Work through the records below and copy every line that includes "RtdSlotMismatch".
BEGIN
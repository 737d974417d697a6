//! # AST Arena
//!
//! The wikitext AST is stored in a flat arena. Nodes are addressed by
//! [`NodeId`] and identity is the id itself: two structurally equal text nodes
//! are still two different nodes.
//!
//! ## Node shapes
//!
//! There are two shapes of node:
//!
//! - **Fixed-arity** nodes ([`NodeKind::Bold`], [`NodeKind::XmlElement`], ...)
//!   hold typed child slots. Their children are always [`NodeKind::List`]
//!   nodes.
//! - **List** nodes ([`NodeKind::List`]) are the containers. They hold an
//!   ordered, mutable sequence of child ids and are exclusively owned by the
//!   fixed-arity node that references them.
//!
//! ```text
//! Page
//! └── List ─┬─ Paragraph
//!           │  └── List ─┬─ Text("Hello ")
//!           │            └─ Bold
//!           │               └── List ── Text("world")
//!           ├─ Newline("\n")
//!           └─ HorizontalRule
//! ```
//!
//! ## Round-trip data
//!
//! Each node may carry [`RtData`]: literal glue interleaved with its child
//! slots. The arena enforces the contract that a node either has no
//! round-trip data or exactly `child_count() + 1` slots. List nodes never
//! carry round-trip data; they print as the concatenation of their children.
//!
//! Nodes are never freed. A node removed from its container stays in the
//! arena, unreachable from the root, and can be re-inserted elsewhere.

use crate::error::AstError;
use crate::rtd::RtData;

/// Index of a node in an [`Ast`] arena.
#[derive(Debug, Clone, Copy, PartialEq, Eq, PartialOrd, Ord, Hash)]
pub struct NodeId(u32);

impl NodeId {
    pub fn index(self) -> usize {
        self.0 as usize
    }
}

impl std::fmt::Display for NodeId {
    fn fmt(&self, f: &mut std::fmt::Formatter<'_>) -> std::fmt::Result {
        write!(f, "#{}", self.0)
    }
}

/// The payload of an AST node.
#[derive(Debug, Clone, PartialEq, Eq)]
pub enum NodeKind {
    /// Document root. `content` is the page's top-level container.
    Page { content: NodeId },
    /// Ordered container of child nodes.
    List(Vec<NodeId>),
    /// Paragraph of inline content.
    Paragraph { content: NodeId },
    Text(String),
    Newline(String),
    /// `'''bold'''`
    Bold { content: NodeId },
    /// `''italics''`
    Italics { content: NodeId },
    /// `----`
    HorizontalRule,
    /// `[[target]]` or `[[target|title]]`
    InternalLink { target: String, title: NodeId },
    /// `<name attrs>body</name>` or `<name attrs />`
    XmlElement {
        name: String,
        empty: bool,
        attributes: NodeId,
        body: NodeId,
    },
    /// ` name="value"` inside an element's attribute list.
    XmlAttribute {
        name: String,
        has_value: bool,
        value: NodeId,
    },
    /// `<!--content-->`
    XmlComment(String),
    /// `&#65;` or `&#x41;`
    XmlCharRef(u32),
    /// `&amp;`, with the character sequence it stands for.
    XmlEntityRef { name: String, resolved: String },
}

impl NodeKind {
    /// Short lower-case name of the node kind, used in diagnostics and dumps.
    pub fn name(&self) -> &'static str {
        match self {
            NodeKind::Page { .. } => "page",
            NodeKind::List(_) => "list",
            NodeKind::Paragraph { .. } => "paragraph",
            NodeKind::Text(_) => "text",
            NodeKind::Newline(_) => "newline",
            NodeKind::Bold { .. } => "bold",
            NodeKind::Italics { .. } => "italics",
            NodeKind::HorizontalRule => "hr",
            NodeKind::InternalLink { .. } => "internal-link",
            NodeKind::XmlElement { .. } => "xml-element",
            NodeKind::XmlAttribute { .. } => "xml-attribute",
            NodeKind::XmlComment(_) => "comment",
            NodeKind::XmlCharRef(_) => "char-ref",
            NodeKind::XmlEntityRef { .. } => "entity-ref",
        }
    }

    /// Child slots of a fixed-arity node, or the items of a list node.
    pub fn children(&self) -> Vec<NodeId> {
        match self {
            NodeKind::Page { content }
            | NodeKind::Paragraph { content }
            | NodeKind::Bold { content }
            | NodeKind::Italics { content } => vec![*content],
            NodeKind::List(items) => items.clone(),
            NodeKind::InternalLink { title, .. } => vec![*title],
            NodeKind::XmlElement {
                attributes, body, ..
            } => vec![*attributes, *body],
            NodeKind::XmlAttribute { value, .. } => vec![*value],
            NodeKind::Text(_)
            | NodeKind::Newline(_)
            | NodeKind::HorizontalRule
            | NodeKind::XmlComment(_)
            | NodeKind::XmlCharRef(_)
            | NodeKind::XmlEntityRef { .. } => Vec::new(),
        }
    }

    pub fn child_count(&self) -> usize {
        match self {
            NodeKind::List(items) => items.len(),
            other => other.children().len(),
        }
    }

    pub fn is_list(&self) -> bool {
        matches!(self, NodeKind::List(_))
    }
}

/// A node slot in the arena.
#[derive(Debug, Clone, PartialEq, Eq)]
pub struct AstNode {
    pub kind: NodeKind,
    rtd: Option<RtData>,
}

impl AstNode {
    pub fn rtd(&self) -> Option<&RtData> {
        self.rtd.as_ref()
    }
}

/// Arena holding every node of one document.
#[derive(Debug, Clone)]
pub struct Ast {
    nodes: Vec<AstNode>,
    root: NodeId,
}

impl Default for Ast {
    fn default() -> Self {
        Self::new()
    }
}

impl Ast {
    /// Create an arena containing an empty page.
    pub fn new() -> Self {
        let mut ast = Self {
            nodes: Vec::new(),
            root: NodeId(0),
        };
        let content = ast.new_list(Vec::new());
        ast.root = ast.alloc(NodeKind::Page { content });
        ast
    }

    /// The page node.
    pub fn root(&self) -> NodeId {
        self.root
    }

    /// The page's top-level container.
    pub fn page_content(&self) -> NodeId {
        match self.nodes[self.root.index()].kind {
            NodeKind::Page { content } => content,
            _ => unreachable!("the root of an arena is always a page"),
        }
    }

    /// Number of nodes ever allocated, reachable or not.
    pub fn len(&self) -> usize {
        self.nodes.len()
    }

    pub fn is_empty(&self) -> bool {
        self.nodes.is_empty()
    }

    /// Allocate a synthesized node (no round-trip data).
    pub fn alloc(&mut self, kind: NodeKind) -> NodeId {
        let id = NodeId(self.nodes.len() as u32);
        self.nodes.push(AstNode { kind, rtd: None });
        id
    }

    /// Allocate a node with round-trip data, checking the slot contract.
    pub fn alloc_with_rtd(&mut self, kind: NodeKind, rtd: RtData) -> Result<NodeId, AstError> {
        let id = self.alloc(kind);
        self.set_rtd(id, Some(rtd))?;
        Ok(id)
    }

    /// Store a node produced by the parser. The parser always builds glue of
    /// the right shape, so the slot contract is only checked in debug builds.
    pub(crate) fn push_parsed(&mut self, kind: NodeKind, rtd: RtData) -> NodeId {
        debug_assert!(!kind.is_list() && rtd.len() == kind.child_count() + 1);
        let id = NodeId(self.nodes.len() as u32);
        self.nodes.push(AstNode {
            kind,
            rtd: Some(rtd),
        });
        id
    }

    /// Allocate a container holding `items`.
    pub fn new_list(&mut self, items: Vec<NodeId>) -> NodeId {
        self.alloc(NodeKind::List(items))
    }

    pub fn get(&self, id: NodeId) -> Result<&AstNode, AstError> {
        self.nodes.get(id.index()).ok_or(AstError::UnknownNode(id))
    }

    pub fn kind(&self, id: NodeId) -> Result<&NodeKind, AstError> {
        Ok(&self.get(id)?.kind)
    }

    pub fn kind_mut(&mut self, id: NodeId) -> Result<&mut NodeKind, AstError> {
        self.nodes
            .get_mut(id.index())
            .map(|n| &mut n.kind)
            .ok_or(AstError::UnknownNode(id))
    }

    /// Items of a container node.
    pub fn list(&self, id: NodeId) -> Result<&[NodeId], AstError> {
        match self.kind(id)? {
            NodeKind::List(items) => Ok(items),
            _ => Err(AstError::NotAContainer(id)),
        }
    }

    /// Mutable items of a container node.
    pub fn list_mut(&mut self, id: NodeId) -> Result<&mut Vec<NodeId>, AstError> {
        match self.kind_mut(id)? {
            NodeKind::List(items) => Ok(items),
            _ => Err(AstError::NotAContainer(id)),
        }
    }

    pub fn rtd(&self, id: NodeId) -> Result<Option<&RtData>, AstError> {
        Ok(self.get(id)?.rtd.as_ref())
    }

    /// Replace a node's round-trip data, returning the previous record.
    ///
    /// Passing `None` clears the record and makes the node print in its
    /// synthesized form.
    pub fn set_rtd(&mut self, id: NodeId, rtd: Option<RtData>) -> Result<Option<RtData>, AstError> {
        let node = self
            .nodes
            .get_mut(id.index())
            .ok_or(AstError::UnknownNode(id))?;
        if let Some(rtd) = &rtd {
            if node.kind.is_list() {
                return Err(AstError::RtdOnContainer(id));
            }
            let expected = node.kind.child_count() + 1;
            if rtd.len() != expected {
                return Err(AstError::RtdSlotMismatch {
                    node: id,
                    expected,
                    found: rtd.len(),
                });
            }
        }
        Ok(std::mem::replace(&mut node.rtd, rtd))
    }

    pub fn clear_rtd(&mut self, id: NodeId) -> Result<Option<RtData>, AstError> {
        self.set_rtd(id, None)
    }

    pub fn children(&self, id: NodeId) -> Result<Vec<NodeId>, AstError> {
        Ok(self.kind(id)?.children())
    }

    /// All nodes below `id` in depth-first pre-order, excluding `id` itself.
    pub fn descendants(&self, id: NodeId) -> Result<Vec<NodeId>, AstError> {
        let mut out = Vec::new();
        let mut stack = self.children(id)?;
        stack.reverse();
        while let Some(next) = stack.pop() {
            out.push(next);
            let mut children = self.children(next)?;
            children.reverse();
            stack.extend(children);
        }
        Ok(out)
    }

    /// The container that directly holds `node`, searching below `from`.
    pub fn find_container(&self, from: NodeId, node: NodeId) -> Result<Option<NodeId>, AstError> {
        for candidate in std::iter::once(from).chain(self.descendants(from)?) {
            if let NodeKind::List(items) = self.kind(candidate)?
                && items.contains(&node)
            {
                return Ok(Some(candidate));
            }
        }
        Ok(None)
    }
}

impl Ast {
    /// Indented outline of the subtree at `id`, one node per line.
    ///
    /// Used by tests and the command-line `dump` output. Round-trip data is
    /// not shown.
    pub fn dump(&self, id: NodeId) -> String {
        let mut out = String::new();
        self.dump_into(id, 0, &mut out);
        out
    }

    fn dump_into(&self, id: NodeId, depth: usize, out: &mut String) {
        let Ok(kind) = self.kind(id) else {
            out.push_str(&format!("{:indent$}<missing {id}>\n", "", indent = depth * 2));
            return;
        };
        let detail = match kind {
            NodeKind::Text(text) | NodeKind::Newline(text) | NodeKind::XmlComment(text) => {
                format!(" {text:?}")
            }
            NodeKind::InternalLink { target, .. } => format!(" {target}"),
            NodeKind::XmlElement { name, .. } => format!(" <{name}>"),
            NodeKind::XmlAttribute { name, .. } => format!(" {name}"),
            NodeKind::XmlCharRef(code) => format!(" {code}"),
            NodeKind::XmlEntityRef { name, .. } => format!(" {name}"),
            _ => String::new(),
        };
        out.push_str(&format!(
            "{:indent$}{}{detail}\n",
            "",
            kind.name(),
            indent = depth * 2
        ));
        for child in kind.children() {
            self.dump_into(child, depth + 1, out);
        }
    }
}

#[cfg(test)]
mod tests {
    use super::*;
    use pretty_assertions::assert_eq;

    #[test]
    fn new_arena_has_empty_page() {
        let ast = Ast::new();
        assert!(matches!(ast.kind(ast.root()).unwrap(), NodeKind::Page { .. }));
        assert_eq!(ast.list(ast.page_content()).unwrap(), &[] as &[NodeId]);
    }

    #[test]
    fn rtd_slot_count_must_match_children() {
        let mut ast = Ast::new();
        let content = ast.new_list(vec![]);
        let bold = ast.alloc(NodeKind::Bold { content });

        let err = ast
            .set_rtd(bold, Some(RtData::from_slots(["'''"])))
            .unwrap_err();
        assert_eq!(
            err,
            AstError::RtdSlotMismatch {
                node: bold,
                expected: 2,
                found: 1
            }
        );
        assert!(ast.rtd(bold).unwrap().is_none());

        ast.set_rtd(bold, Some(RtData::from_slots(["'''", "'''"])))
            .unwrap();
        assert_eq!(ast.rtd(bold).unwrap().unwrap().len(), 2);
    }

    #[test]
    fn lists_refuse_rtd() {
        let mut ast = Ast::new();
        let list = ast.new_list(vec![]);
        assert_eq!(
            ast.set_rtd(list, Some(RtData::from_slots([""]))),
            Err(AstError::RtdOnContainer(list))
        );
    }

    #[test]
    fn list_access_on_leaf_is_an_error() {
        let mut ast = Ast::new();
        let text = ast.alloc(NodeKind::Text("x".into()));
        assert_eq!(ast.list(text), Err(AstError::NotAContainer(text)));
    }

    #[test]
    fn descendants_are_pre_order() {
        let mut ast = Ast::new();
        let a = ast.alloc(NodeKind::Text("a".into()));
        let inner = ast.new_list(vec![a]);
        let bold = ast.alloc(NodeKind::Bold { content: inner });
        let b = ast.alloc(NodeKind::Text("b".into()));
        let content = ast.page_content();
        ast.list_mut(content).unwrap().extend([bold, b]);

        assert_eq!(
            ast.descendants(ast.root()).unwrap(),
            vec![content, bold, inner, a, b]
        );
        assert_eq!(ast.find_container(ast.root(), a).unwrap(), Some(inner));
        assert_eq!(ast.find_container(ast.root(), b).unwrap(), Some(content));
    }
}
END
§ RESPONSE AREA:
                return Err(AstError::RtdSlotMismatch {
            AstError::RtdSlotMismatch {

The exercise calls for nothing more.